With the records in front of you, set every one of them down exactly.

Records excerpted from a collection:
------------------------------------
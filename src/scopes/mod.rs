//! Scope expressions
//!
//! Parsing, serialization, and the containment relation for nested scope
//! expressions such as `transfer:all[*data_access https://auth.example.org/scopes/read]`.
//!
//! ## Syntax
//!
//! - Scopes are separated by whitespace
//! - `[...]` directly after a scope lists the scopes it depends on
//! - `*` directly before a scope marks it optional
//!
//! ```
//! use consent_scopes::scopes::{ScopeNode, parse};
//!
//! let granted: ScopeNode = "transfer[data_access[read]]".parse().unwrap();
//! let needed = parse("transfer[*data_access] transfer").unwrap();
//! assert!(needed.iter().all(|scope| granted.satisfies(scope)));
//! ```

pub mod cache;
pub mod lexer;
pub mod node;
pub mod parser;
pub mod requirement;

pub use cache::{CacheStats, ScopeCache};
pub use node::ScopeNode;
pub use parser::{ScopeParser, deserialize, parse, scopes_to_string, serialize};
pub use requirement::IntoScopes;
------------------------------------
* **EXERCISE RESULT**:
filename src/scopes/mod.rs
//! Scope expressions
//!
//! Parsing, serialization, and the containment relation for nested scope
//! expressions such as `transfer:all[*data_access https://auth.example.org/scopes/read]`.
//!
//! ## Syntax
//!
//! - Scopes are separated by whitespace
//! - `[...]` directly after a scope lists the scopes it depends on
//! - `*` directly before a scope marks it optional
//!
//! ```
//! use consent_scopes::scopes::{ScopeNode, parse};
//!
//! let granted: ScopeNode = "transfer[data_access[read]]".parse().unwrap();
//! let needed = parse("transfer[*data_access] transfer").unwrap();
//! assert!(needed.iter().all(|scope| granted.satisfies(scope)));
//! ```

pub mod cache;
pub mod lexer;
pub mod node;
pub mod parser;
pub mod requirement;

pub use cache::{CacheStats, ScopeCache};
pub use node::ScopeNode;
pub use parser::{ScopeParser, deserialize, parse, scopes_to_string, serialize};
pub use requirement::IntoScopes;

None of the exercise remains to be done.